Однако большим преувеличением было бы сказать, что лишь сегодня, с развитием высоких технологий и с готовностью проектировщиков бесконечно гнуть и мять, архитектура научилась жить в гармонии с окружающей средой. Крестьянские дома и старинные усадьбы, не отличавшиеся особой извилистостью линий, и даже некоторые памятники модернизма, вроде знаменитой "Виллы над водопадом" Фрэнка Ллойда Райта, дают уроки самого что ни на есть гармоничного сосуществования с пейзажем. Недаром, вопреки официальным антимодернистским настроениям, в павильоне Венеции кураторы посвятили всю экспозицию наследию архитектуры 70-х - BBPR, Марио Ботта, - явственно давая понять, что "вечные ценности" архитектуры вовсе не были забыты лучшими мастерами того времени.

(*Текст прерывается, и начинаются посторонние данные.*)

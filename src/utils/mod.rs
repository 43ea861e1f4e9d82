pub mod binary_cursor;
pub mod color;
pub mod image_processing;
pub mod parsing;

// Re-export commonly used items
pub use binary_cursor::{BinaryCursor, BinaryWriter};
pub use color::ColorCache;
//! Animation container (`Theme.zt`).
//!
//! Layout, all integers little-endian:
//!
//! ```text
//! u8   magic 0xDC
//! i32  frame count N
//! N x  i32 timestamp (ms)
//! N x  (i32 length, JPEG bytes)
//! ```

use std::io::Cursor;
use std::path::Path;

use image::{DynamicImage, ImageOutputFormat};

use crate::error::{Result, TrccError};
use crate::utils::binary_cursor::{BinaryCursor, BinaryWriter};
use crate::utils::image_processing::{Rotation, prepare_rgb};

pub const ZT_MAGIC: u8 = 0xDC;
/// Delay used when a single frame leaves nothing to diff against (~24 fps).
pub const DEFAULT_FRAME_DELAY_MS: u32 = 42;
const JPEG_QUALITY: u8 = 90;

/// Timestamped JPEG frames.
///
/// Built only through [`AnimationContainer::new`], [`AnimationContainer::from_images`]
/// or a decoder, so there is always one timestamp per frame.
#[derive(Debug, Clone, Default, PartialEq, Eq)]
pub struct AnimationContainer {
    timestamps: Vec<i32>,
    frames: Vec<Vec<u8>>,
}

/// One decoded frame, packed RGB888.
#[derive(Debug, Clone, PartialEq, Eq)]
pub struct DecodedFrame {
    pub rgb: Vec<u8>,
    pub width: u32,
    pub height: u32,
    pub delay_ms: u32,
}

impl AnimationContainer {
    pub fn new(timestamps: Vec<i32>, frames: Vec<Vec<u8>>) -> Result<Self> {
        if timestamps.len() != frames.len() {
            return Err(TrccError::InvalidInput(format!(
                "{} timestamps for {} frames",
                timestamps.len(),
                frames.len()
            )));
        }
        Ok(Self { timestamps, frames })
    }

    /// JPEG-encode images at a fixed frame interval.
    pub fn from_images(images: &[DynamicImage], interval_ms: u32) -> Result<Self> {
        let mut frames = Vec::with_capacity(images.len());
        for img in images {
            let mut buf = Vec::new();
            DynamicImage::ImageRgb8(img.to_rgb8())
                .write_to(&mut Cursor::new(&mut buf), ImageOutputFormat::Jpeg(JPEG_QUALITY))?;
            frames.push(buf);
        }
        let timestamps = (0..images.len())
            .map(|i| (i as u64 * interval_ms as u64).min(i32::MAX as u64) as i32)
            .collect();
        Ok(Self { timestamps, frames })
    }

    /// Frame timestamps in ms.
    pub fn timestamps(&self) -> &[i32] {
        &self.timestamps
    }

    /// JPEG payloads, one per timestamp.
    pub fn frames(&self) -> &[Vec<u8>] {
        &self.frames
    }

    pub fn into_parts(self) -> (Vec<i32>, Vec<Vec<u8>>) {
        (self.timestamps, self.frames)
    }

    pub fn len(&self) -> usize {
        self.frames.len()
    }

    pub fn is_empty(&self) -> bool {
        self.frames.is_empty()
    }

    /// Per-frame delays from timestamp differences, at least 1 ms each.
    ///
    /// The last frame repeats the previous delay.
    pub fn delays(&self) -> Vec<u32> {
        let mut delays: Vec<u32> = Vec::with_capacity(self.timestamps.len());
        for i in 0..self.timestamps.len() {
            let delay = match self.timestamps.get(i + 1) {
                Some(&next) => i64::from(next) - i64::from(self.timestamps[i]),
                None => delays.last().map_or(i64::from(DEFAULT_FRAME_DELAY_MS), |&d| i64::from(d)),
            };
            delays.push(delay.clamp(1, i64::from(u32::MAX)) as u32);
        }
        delays
    }

    /// Total playback time of one loop.
    pub fn duration_ms(&self) -> u64 {
        self.delays().iter().map(|&d| u64::from(d)).sum()
    }

    // =========================================================================
    // Codec
    // =========================================================================

    pub fn encode(&self) -> Vec<u8> {
        let mut w = BinaryWriter::with_capacity(
            5 + self.timestamps.len() * 8 + self.frames.iter().map(Vec::len).sum::<usize>(),
        );
        w.write_u8(ZT_MAGIC);
        self.encode_body(&mut w);
        w.into_inner()
    }

    /// Everything after the magic byte. Themes embed this form.
    pub(crate) fn encode_body(&self, w: &mut BinaryWriter) {
        debug_assert_eq!(self.timestamps.len(), self.frames.len());
        w.write_i32(self.frames.len() as i32);
        for &ts in &self.timestamps {
            w.write_i32(ts);
        }
        for frame in &self.frames {
            w.write_i32(frame.len() as i32);
            w.write_bytes(frame);
        }
    }

    pub fn decode(data: &[u8]) -> Result<Self> {
        let mut cursor = BinaryCursor::new(data);
        let magic = cursor.read_u8().map_err(|_| TrccError::BadMagic {
            expected: format!("{:02X}", ZT_MAGIC),
            found: "empty file".into(),
        })?;
        if magic != ZT_MAGIC {
            return Err(TrccError::BadMagic {
                expected: format!("{:02X}", ZT_MAGIC),
                found: format!("{:02X}", magic),
            });
        }
        Self::decode_body(&mut cursor)
    }

    /// Parse from the frame count onwards.
    pub(crate) fn decode_body(cursor: &mut BinaryCursor<'_>) -> Result<Self> {
        let count = cursor.read_i32()?;
        let count = usize::try_from(count)
            .map_err(|_| TrccError::CorruptContainer(format!("negative frame count {}", count)))?;
        Self::decode_frames_after_count(cursor, count)
    }

    pub(crate) fn decode_frames_after_count(cursor: &mut BinaryCursor<'_>, count: usize) -> Result<Self> {
        // Each frame needs at least 8 bytes (timestamp + length).
        if count.saturating_mul(8) > cursor.remaining() {
            return Err(TrccError::CorruptContainer(format!(
                "frame count {} exceeds remaining {} bytes",
                count,
                cursor.remaining()
            )));
        }

        let timestamps = (0..count)
            .map(|_| cursor.read_i32())
            .collect::<Result<Vec<_>>>()?;

        let mut frames = Vec::with_capacity(count);
        for index in 0..count {
            let len = cursor.read_i32()?;
            let len = usize::try_from(len).map_err(|_| {
                TrccError::CorruptContainer(format!("frame {} has negative length {}", index, len))
            })?;
            frames.push(cursor.read_bytes(len)?.to_vec());
        }
        Ok(Self { timestamps, frames })
    }

    pub fn read_file(path: &Path) -> Result<Self> {
        let data = std::fs::read(path)?;
        Self::decode(&data)
    }

    pub fn write_file(&self, path: &Path) -> Result<()> {
        std::fs::write(path, self.encode())?;
        Ok(())
    }

    // =========================================================================
    // Frame Decoding
    // =========================================================================

    /// Decode every JPEG to RGB, resized to `target` when given.
    pub fn decode_frames(&self, target: Option<(u32, u32)>) -> Result<Vec<DecodedFrame>> {
        let delays = self.delays();
        self.frames
            .iter()
            .zip(delays)
            .map(|(jpeg, delay_ms)| {
                let img = image::load_from_memory(jpeg)?;
                let (width, height) = target.unwrap_or((img.width(), img.height()));
                Ok(DecodedFrame {
                    rgb: prepare_rgb(&img, width, height, Rotation::None),
                    width,
                    height,
                    delay_ms,
                })
            })
            .collect()
    }
}

// =============================================================================
// Player
// =============================================================================

/// Playback cursor over decoded frames.
#[derive(Debug, Clone)]
pub struct AnimationPlayer {
    frames: Vec<DecodedFrame>,
    index: usize,
    playing: bool,
    looping: bool,
}

impl AnimationPlayer {
    /// A looping player, paused on the first frame.
    pub fn new(frames: Vec<DecodedFrame>) -> Self {
        Self {
            frames,
            index: 0,
            playing: false,
            looping: true,
        }
    }

    pub fn set_looping(&mut self, looping: bool) {
        self.looping = looping;
    }

    /// Start or resume. A finished animation restarts from the first frame.
    pub fn play(&mut self) {
        if self.index >= self.frames.len() {
            self.index = 0;
        }
        self.playing = !self.frames.is_empty();
    }

    pub fn pause(&mut self) {
        self.playing = false;
    }

    pub fn is_playing(&self) -> bool {
        self.playing
    }

    pub fn len(&self) -> usize {
        self.frames.len()
    }

    pub fn is_empty(&self) -> bool {
        self.frames.is_empty()
    }

    pub fn position(&self) -> usize {
        self.index
    }

    pub fn current(&self) -> Option<&DecodedFrame> {
        self.frames.get(self.index)
    }

    /// Return the current frame and advance.
    ///
    /// `None` when paused, or once a non-looping animation has finished.
    pub fn next_frame(&mut self) -> Option<&DecodedFrame> {
        if !self.playing || self.index >= self.frames.len() {
            return None;
        }
        let current = self.index;
        self.index += 1;
        if self.index >= self.frames.len() {
            if self.looping {
                self.index = 0;
            } else {
                self.playing = false;
            }
        }
        self.frames.get(current)
    }

    /// Jump to a frame, clamped to the last one.
    pub fn seek(&mut self, index: usize) {
        self.index = index.min(self.frames.len().saturating_sub(1));
    }

    /// Position as a fraction in `[0, 1)`.
    pub fn progress(&self) -> f32 {
        if self.frames.is_empty() {
            0.0
        } else {
            self.index.min(self.frames.len() - 1) as f32 / self.frames.len() as f32
        }
    }
}

#[cfg(test)]
mod tests {
    use super::*;
    use image::{Rgb, RgbImage};

    fn container(timestamps: &[i32]) -> AnimationContainer {
        let frames = timestamps.iter().map(|&t| vec![t as u8; 3]).collect();
        AnimationContainer::new(timestamps.to_vec(), frames).unwrap()
    }

    #[test]
    fn test_delays() {
        assert_eq!(container(&[0, 42, 84, 126]).delays(), vec![42, 42, 42, 42]);
        assert_eq!(container(&[0, 100, 150]).delays(), vec![100, 50, 50]);
        assert_eq!(container(&[7]).delays(), vec![42]);
        assert_eq!(container(&[50, 50, 10]).delays(), vec![1, 1, 1]);
        assert!(container(&[]).delays().is_empty());
    }

    #[test]
    fn test_layout() {
        let zt = container(&[0, 40]);
        let bytes = zt.encode();
        assert_eq!(bytes[0], 0xDC);
        assert_eq!(&bytes[1..5], &2i32.to_le_bytes());
        assert_eq!(&bytes[9..13], &40i32.to_le_bytes());
        assert_eq!(&bytes[13..17], &3i32.to_le_bytes());
        assert_eq!(bytes.len(), 1 + 4 + 8 + 2 * (4 + 3));
        assert_eq!(AnimationContainer::decode(&bytes).unwrap(), zt);
    }

    #[test]
    fn test_bad_magic() {
        let mut bytes = container(&[0]).encode();
        bytes[0] = 0xDD;
        let err = AnimationContainer::decode(&bytes).unwrap_err();
        assert!(err.is_corrupt_container());
        assert!(err.to_string().contains("DD"));
        assert!(AnimationContainer::decode(&[]).unwrap_err().is_corrupt_container());
    }

    #[test]
    fn test_truncated_and_inflated_counts() {
        let bytes = container(&[0, 42]).encode();
        let err = AnimationContainer::decode(&bytes[..bytes.len() - 1]).unwrap_err();
        assert!(matches!(err, TrccError::OutOfData { .. }));

        let mut huge = vec![0xDC];
        huge.extend_from_slice(&i32::MAX.to_le_bytes());
        assert!(matches!(
            AnimationContainer::decode(&huge),
            Err(TrccError::CorruptContainer(_))
        ));
    }

    #[test]
    fn test_length_mismatch_rejected() {
        assert!(AnimationContainer::new(vec![0, 1], vec![vec![]]).is_err());
        let err = AnimationContainer::new(vec![0], vec![vec![1, 2, 3], vec![4, 5]]).unwrap_err();
        assert!(matches!(err, TrccError::InvalidInput(_)));
    }

    #[test]
    fn test_encoded_count_matches_timestamps() {
        let zt = container(&[0, 42, 84]);
        let (timestamps, frames) = zt.clone().into_parts();
        assert_eq!(timestamps.len(), frames.len());

        let bytes = zt.encode();
        assert_eq!(&bytes[1..5], &3i32.to_le_bytes());
        let decoded = AnimationContainer::decode(&bytes).unwrap();
        assert_eq!(decoded.timestamps().len(), decoded.frames().len());
        assert_eq!(decoded, zt);
    }

    #[test]
    fn test_decode_frames_resizes() {
        let img = DynamicImage::ImageRgb8(RgbImage::from_pixel(16, 8, Rgb([200, 10, 10])));
        let zt = AnimationContainer::from_images(&[img.clone(), img], 50).unwrap();
        assert_eq!(zt.timestamps(), &[0, 50]);

        let frames = zt.decode_frames(Some((4, 4))).unwrap();
        assert_eq!(frames.len(), 2);
        assert_eq!(frames[0].rgb.len(), 4 * 4 * 3);
        assert_eq!(frames[1].delay_ms, 50);

        let native = zt.decode_frames(None).unwrap();
        assert_eq!((native[0].width, native[0].height), (16, 8));
    }

    fn frame(delay_ms: u32) -> DecodedFrame {
        DecodedFrame {
            rgb: vec![],
            width: 1,
            height: 1,
            delay_ms,
        }
    }

    #[test]
    fn test_player_loops() {
        let mut player = AnimationPlayer::new(vec![frame(1), frame(2), frame(3)]);
        assert!(player.next_frame().is_none());

        player.play();
        let delays: Vec<u32> = (0..5).filter_map(|_| player.next_frame().map(|f| f.delay_ms)).collect();
        assert_eq!(delays, vec![1, 2, 3, 1, 2]);
        assert!(player.is_playing());
    }

    #[test]
    fn test_player_stops_without_loop() {
        let mut player = AnimationPlayer::new(vec![frame(1), frame(2)]);
        player.set_looping(false);
        player.play();
        assert!(player.next_frame().is_some());
        assert!(player.next_frame().is_some());
        assert!(player.next_frame().is_none());
        assert!(!player.is_playing());
    }

    #[test]
    fn test_player_replays_after_finish() {
        let mut player = AnimationPlayer::new(vec![frame(1), frame(2)]);
        player.set_looping(false);
        player.play();
        while player.next_frame().is_some() {}
        assert!(!player.is_playing());
        assert!(player.progress() < 1.0);

        player.play();
        assert!(player.is_playing());
        assert_eq!(player.position(), 0);
        assert_eq!(player.next_frame().map(|f| f.delay_ms), Some(1));
        assert_eq!(player.next_frame().map(|f| f.delay_ms), Some(2));
        assert!(player.next_frame().is_none());
    }

    #[test]
    fn test_player_seek_and_progress() {
        let mut player = AnimationPlayer::new(vec![frame(1), frame(2), frame(3), frame(4)]);
        player.seek(2);
        assert_eq!(player.progress(), 0.5);
        player.seek(99);
        assert_eq!(player.position(), 3);
        player.pause();
        assert!(!player.is_playing());
    }
}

Что касается особой способности современной архитектуры избегать стандартов, то возможности новых технологий в этой области и правда чрезвычайны. Но стоит зайти на представительную экспозицию проектов новых концертных залов и музыкальных театров, расположившуюся в павильоне Италии, то и в этом начинаешь сомневаться. Театр Нормана Фостера в Гейтсхеде напоминает проект шоу-рума BMW Coop Himmelb(l)au. Opera House в Гуанчжоу Coop Himmelb(l)au напоминает аэропорт Фостера в Гонконге. И вообще, когда видишь двадцатую, а затем и тридцатую, и пятидесятую по счету завернутую воронкой и растекшуюся извилистыми ручьями стену, тебе начинает казаться, что на смену одним стандартам приходят другие. И описываются они другими словами: раньше были "модули", "ячейки" и "единицы жилья", а теперь - "фракталы", "ризомы" и "сети".
De jure
Теперь главный вопрос. Почему сегодня возникла такая потребность очередной раз прощаться с модернизмом? Ведь его постулаты уже не раз подвергались сомнению, становились объектом иронии и развенчания. "Машина для жилья" и социальный утопизм а-ля Ле Корбюзье - история архитектуры. Историей уже стала и антимодернистская полемика. Сегодня принято вспоминать одного из первых оппонентов квадратной жилой ячейки - Фредерика Кислера, который в начале 50-х спроектировал так называемый "Бесконечный дом", в котором было все, на чем зиждется новая архитектура: отсутствие прямых углов, перетекающие друг в друга пространства и т. д. Тогда домом этим заинтересовался только Музей современного искусства в Нью-Йорке. Музей заказал Кислеру рабочий проект "Бесконечного дома", чтобы поставить его во дворе МОМА на 53-й улице - но архитектору и его бюро не удалось превратить это сборище коконов в чертежи, годные для строительства. Сегодня, когда компьютеры переводят в "рабочку" поверхности любой сложности кривизны, с этим нет проблем. Нынешним строителям если и ведомы какие-то препятствия, то они носят не технологический, а финансовый характер. То есть новая архитектуры состоялась de facto. Теперь ей надо состояться de jure, то есть "застолбить" за собой ряд важных ценностей. Куратор 9-й биеннале Курт Фостер, который одинаково известен и как историк, и как архитектурный критик, увидел значение архитектуры "дигитальной эры" в возвращении к "вечным ценностям" - таким как уважение к "гению места", способность не терять актуальность с течением времени, отражать бесконечное разнообразие мира и т. д. Так новая архитектура из высокотехнологичного аттракциона превратилась в явление, полное собственного позитивного содержания. Поэтому и понадобились очередные "долгие проводы" модернизма.